Directions | Return, exactly, the line that contains "fn secs_since_unix_epoch(timestamp: SystemTime)" together with all lines after it to the end of the entries, and no further lines.

Provided records section start

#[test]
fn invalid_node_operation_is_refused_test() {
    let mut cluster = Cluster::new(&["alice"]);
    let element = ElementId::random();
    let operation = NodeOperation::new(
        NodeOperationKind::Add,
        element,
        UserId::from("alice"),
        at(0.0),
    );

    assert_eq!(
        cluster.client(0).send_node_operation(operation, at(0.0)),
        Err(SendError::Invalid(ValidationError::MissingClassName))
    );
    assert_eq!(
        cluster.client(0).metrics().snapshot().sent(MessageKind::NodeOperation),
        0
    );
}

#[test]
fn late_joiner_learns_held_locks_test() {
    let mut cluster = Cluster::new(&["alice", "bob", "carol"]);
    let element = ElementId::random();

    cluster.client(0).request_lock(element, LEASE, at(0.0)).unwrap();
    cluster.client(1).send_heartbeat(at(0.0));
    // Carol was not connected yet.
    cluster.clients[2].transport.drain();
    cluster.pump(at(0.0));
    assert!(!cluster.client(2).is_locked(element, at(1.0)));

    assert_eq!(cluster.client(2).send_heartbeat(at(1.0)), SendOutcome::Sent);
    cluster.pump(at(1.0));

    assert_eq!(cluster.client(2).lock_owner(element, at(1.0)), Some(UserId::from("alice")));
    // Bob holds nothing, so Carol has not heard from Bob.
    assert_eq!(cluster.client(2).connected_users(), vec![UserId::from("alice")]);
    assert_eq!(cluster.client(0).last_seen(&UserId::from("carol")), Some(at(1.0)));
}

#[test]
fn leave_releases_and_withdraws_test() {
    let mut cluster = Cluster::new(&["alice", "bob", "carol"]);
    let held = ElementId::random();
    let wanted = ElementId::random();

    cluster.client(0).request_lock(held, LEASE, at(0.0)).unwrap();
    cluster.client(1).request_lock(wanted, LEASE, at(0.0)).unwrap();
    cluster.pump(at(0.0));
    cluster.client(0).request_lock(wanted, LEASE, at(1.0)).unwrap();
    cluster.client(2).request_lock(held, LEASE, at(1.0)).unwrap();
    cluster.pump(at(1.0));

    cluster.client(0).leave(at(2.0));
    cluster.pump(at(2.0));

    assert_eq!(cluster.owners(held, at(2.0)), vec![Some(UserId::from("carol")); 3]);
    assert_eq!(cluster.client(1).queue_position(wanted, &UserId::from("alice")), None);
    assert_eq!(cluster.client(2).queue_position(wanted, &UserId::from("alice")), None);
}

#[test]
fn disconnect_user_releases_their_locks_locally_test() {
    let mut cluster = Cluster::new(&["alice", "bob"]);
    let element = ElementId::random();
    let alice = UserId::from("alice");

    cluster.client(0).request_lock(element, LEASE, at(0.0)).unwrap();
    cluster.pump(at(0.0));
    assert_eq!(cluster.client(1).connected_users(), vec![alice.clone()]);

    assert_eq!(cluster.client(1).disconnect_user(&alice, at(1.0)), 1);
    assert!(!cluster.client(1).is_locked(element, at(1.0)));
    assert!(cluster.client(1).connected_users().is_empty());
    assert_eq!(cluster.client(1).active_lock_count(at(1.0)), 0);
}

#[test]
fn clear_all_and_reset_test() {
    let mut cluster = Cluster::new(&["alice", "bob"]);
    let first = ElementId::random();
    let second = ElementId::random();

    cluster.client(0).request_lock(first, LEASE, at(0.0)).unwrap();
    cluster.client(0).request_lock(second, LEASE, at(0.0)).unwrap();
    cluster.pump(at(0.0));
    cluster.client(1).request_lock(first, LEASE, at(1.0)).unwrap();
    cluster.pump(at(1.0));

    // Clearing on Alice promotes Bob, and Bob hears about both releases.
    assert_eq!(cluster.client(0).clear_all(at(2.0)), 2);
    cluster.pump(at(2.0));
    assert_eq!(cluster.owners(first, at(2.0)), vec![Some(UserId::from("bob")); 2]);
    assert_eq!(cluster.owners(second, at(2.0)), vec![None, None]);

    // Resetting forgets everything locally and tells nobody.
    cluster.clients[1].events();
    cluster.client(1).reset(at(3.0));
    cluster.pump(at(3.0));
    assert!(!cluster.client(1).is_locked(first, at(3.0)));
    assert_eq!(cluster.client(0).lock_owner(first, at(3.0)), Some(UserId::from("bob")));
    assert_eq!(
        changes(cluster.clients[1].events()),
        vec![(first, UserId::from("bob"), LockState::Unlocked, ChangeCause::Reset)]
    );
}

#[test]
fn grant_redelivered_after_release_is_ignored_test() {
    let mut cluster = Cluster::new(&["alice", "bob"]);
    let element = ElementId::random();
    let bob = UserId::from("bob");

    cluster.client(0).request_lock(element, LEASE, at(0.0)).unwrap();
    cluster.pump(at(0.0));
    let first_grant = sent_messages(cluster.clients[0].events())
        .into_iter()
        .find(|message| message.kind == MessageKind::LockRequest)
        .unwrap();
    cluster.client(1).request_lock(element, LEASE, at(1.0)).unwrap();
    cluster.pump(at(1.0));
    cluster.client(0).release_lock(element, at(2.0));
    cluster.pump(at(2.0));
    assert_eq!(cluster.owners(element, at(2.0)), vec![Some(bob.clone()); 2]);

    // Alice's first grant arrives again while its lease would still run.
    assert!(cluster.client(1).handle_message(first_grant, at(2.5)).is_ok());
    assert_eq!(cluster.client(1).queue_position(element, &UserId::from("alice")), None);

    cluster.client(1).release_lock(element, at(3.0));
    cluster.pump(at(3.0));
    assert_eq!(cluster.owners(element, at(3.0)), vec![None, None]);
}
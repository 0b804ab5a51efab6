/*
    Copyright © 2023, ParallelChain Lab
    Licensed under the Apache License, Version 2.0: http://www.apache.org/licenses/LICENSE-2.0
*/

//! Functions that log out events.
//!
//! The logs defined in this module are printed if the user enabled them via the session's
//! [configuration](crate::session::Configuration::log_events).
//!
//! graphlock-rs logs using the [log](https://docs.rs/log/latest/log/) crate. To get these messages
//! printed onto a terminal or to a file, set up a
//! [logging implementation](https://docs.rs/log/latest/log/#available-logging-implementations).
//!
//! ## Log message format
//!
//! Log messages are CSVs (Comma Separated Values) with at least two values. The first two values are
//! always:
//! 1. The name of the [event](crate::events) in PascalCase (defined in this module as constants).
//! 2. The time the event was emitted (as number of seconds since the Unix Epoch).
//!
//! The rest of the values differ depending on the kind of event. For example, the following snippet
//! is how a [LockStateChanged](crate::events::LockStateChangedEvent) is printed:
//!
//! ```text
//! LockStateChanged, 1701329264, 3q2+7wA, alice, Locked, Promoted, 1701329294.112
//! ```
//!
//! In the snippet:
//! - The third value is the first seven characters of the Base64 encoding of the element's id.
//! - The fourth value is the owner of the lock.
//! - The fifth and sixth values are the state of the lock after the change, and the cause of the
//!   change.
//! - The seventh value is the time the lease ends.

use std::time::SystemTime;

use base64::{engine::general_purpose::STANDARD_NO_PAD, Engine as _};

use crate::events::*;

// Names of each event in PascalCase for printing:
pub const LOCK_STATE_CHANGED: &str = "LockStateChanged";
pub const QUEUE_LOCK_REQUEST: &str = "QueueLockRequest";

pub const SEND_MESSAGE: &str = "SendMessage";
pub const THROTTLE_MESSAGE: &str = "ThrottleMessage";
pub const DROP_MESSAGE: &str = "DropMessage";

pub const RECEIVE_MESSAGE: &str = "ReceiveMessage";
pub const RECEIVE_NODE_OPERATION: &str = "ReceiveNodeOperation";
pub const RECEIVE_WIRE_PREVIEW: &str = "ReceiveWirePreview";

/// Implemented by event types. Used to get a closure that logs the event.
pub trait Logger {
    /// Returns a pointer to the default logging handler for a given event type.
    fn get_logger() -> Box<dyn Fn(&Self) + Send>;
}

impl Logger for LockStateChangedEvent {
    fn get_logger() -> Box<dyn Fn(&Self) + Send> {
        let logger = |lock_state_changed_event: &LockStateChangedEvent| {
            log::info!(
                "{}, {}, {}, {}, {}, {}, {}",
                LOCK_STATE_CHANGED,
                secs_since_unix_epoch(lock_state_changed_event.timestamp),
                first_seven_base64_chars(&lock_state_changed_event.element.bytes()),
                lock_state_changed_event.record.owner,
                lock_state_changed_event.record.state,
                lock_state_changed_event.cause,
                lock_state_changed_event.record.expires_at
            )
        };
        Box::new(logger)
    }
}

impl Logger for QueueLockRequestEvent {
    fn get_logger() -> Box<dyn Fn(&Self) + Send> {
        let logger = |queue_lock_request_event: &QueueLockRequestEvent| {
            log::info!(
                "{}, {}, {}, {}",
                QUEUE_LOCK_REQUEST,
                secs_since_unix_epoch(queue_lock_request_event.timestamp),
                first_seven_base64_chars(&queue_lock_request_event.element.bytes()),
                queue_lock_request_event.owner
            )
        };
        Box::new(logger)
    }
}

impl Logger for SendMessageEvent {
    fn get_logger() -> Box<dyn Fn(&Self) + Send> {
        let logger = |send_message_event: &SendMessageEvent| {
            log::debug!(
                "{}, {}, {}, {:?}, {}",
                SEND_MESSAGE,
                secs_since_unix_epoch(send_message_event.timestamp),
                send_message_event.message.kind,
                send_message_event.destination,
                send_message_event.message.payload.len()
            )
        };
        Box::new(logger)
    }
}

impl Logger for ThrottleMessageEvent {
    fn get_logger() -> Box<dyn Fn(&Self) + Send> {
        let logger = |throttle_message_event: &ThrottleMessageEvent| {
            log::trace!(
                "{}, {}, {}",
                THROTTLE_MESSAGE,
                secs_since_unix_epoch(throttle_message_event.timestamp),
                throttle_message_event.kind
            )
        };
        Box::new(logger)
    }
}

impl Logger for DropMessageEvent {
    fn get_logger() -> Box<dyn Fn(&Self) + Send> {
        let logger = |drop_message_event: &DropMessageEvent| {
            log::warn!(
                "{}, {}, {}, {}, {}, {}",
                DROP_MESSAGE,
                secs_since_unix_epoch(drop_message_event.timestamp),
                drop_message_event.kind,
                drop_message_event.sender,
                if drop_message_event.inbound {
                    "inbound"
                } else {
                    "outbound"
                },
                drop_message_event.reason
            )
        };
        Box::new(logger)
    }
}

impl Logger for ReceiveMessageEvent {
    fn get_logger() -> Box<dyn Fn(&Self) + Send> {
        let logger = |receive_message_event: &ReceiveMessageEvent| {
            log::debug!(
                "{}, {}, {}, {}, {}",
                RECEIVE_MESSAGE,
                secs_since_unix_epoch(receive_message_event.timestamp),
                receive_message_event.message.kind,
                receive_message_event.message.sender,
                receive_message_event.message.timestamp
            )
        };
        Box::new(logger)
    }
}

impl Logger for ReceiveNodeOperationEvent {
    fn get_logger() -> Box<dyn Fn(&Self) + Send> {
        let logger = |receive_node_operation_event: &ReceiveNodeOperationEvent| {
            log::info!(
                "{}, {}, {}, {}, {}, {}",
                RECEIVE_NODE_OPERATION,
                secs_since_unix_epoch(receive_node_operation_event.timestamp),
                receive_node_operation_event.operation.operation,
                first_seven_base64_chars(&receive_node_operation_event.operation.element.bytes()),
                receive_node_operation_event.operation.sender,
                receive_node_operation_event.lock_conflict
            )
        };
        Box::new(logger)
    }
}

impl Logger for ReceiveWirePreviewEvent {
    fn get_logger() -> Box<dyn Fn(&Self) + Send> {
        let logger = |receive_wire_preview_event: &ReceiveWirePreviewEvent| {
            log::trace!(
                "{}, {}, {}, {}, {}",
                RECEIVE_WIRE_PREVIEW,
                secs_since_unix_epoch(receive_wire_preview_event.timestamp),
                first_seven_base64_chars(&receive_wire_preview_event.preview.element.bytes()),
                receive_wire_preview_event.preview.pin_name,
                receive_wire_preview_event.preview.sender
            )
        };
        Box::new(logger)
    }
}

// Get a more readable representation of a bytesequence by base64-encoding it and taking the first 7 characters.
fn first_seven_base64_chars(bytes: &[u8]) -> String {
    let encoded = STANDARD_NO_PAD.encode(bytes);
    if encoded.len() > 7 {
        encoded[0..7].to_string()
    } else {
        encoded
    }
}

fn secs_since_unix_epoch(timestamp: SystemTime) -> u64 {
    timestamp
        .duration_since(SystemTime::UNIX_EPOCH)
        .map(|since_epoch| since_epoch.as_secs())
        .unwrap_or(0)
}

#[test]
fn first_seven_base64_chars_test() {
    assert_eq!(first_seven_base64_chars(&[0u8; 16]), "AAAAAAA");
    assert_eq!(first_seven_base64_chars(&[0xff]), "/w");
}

Provided records section end

Completed exercise |
fn secs_since_unix_epoch(timestamp: SystemTime) -> u64 {
    timestamp
        .duration_since(SystemTime::UNIX_EPOCH)
        .map(|since_epoch| since_epoch.as_secs())
        .unwrap_or(0)
}

#[test]
fn first_seven_base64_chars_test() {
    assert_eq!(first_seven_base64_chars(&[0u8; 16]), "AAAAAAA");
    assert_eq!(first_seven_base64_chars(&[0xff]), "/w");
}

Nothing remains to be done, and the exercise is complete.